Examine each line of the data, and copy the ones containing "every".

(Beginning of INFORMATION SHOWN)

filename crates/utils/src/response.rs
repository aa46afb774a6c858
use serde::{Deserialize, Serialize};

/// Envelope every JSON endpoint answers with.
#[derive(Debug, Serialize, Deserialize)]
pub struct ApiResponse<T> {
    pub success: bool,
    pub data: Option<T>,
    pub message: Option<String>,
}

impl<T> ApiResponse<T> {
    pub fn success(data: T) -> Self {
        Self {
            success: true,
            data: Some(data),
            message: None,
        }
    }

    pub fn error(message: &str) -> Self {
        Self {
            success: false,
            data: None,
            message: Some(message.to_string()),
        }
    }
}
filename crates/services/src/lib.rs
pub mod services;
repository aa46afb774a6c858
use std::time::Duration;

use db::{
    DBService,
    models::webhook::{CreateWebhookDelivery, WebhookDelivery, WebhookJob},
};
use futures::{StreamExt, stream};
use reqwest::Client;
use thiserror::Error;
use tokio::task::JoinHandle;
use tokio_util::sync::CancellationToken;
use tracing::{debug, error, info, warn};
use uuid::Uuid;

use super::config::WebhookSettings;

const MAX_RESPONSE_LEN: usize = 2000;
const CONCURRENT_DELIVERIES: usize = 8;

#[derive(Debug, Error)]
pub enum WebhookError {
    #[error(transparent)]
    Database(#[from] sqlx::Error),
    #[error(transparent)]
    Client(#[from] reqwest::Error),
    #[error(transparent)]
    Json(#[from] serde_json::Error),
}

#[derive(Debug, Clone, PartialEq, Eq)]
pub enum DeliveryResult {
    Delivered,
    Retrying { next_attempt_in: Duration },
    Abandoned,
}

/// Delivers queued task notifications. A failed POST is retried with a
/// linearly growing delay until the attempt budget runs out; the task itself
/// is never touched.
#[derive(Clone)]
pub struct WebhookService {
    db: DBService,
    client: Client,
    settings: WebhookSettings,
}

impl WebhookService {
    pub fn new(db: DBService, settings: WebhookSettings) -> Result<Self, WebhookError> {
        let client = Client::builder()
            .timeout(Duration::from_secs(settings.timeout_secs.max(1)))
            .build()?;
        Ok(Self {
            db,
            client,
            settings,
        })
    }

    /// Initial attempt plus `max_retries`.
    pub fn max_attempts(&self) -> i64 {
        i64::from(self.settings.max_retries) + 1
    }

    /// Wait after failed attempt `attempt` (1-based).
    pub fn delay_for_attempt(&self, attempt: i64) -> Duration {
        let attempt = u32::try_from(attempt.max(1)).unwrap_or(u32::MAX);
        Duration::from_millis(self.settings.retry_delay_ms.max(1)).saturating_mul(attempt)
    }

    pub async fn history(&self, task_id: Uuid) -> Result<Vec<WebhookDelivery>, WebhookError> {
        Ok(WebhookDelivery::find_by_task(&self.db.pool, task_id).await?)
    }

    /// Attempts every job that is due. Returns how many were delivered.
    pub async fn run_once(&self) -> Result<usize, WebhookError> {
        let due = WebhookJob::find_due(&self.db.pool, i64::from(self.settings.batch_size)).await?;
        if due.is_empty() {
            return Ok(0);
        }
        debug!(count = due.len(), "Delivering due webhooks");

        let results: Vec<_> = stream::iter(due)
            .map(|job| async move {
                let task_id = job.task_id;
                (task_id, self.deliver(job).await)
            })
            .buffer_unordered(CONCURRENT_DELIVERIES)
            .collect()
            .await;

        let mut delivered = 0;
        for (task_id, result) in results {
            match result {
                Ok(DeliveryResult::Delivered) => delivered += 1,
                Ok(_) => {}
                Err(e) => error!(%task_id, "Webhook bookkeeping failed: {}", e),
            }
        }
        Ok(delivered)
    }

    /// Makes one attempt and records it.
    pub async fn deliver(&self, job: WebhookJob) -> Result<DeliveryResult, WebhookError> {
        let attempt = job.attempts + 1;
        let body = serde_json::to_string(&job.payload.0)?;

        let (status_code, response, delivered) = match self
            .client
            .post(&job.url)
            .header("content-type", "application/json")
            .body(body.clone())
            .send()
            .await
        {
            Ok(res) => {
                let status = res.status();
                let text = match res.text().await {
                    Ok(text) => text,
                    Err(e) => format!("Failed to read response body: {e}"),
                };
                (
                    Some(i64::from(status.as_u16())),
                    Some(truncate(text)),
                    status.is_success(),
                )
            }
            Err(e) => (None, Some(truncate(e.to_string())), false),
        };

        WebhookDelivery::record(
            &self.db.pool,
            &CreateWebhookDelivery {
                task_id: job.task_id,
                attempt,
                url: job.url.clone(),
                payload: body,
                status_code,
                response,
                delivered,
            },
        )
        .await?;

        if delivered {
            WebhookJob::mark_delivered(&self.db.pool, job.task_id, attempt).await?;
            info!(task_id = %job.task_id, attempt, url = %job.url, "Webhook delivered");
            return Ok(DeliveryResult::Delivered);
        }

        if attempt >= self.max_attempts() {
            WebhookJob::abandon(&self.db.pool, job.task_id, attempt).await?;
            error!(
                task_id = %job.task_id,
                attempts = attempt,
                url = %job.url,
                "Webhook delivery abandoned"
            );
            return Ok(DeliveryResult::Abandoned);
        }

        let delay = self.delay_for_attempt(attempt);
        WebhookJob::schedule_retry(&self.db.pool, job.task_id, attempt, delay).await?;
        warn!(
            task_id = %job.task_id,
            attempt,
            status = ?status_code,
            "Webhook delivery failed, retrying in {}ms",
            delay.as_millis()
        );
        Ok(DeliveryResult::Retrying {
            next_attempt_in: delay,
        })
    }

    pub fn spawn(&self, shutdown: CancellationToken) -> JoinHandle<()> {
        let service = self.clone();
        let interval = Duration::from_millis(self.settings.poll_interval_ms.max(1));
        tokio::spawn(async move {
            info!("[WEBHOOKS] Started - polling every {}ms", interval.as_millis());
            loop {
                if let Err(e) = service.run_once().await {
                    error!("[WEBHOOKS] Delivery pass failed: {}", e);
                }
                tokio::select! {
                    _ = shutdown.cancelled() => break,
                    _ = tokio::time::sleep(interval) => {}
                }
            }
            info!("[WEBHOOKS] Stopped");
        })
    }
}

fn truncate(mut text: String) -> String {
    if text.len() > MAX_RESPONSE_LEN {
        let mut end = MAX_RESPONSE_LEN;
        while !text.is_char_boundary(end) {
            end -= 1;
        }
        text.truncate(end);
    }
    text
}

(End of INFORMATION SHOWN)

__YOUR RESPONSE__.
/// Envelope every JSON endpoint answers with.
    /// Attempts every job that is due. Returns how many were delivered.
            info!("[WEBHOOKS] Started - polling every {}ms", interval.as_millis());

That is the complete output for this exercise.